Microvessel serving to drain and process extracellular fluid

Lymph capillaries or lymphatic capillaries are tiny, thin-walled microvessels located in the spaces between cells (except in the central nervous system and non-vascular tissues) which serve to drain and process extracellular fluid. Upon entering the lumen of a lymphatic capillary, the collected fluid is known as lymph. Each lymphatic capillary carries lymph into a lymphatic vessel, which in turn connects to a lymph node, a small bean-shaped gland that filters and monitors the lymphatic fluid for infections. Lymph is ultimately returned to the venous circulation.

Lymphatic capillaries are slightly larger in diameter than blood capillaries, and have closed ends (unlike the loop structure of blood capillaries). Lymph capillaries are dispersed among the blood-related capillaries providing efficient and effective uptake from the interstitial fluid during capillary exchange. This distribuiton allows for a rapid and continuous collection. Their unique structure permits interstitial fluid to flow into them but not out. The ends of the endothelial cells that make up the wall of a lymphatic capillary overlap. When pressure is greater in the interstitial fluid than in lymph, the cells separate slightly, like the opening of a one-way swinging door, and interstitial fluid enters the lymphatic capillary. When pressure is greater inside the lymphatic capillary, the cells adhere more closely, and lymph cannot escape back into the interstitial fluid. Attached to the lymphatic capillaries are anchoring filaments, which contain elastic fibers. They extend out from the lymphatic capillary, attaching lymphatic endothelial cells to surrounding tissues. When excess interstitial fluid accumulates and causes tissue swelling, the anchoring filaments are pulled, making the openings between cells even larger so that more fluid can flow into the lymphatic capillary.

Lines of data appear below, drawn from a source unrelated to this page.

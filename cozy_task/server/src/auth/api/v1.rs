use crate::auth::{AuthState, CurrentUser, decode_jwt};
use crate::web::api::ErrorResponse;
use axum::{
    Json,
    extract::{Request, State},
    http::{HeaderMap, StatusCode},
    middleware::Next,
    response::{IntoResponse, Response},
};
use std::sync::Arc;

/// API authentication middleware that extracts the current user from Authorization Bearer header.
/// Sets the CurrentUser extension if a valid JWT token is found in the Authorization header.
pub async fn auth_user_middleware(
    State(state): State<Arc<AuthState>>,
    headers: HeaderMap,
    mut request: Request,
    next: Next,
) -> Response {
    let token = headers
        .get("authorization")
        .and_then(|value| value.to_str().ok())
        .and_then(|value| value.strip_prefix("Bearer "));

    if let Some(token) = token {
        match decode_jwt(token, &state.jwt_secret).await {
            Ok(claims) => {
                request.extensions_mut().insert(CurrentUser::from(claims));
            }
            Err(err) => tracing::debug!("Ignoring invalid bearer token: {}", err),
        }
    }

    next.run(request).await
}

/// Middleware that ensures the current user is authenticated.
/// Returns UNAUTHORIZED if the CurrentUser extension is not found in the request.
/// This middleware should be applied after auth_user_middleware.
pub async fn require_auth_middleware(request: Request, next: Next) -> Response {
    let is_authenticated = request.extensions().get::<CurrentUser>().is_some();

    if !is_authenticated {
        let error_response = ErrorResponse::new(
            "UNAUTHORIZED",
            "Authentication required to access this resource",
        );
        return (StatusCode::UNAUTHORIZED, Json(error_response)).into_response();
    }

    next.run(request).await
}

Lymph capillaries have a greater internal oncotic pressure than blood capillaries, due to the greater concentration of plasma proteins present.

==Clinical importance==
In the small intestine, lymphatic capillaries called lacteals are critical for the transport of dietary lipids and lipid-soluble vitamins to the bloodstream. In the small intestine, dietary triglycerides combine with other lipids and proteins, and enter the lacteals to form a milky fluid called chyle. The chyle then travels through the lymphatic system, eventually entering the bloodstream.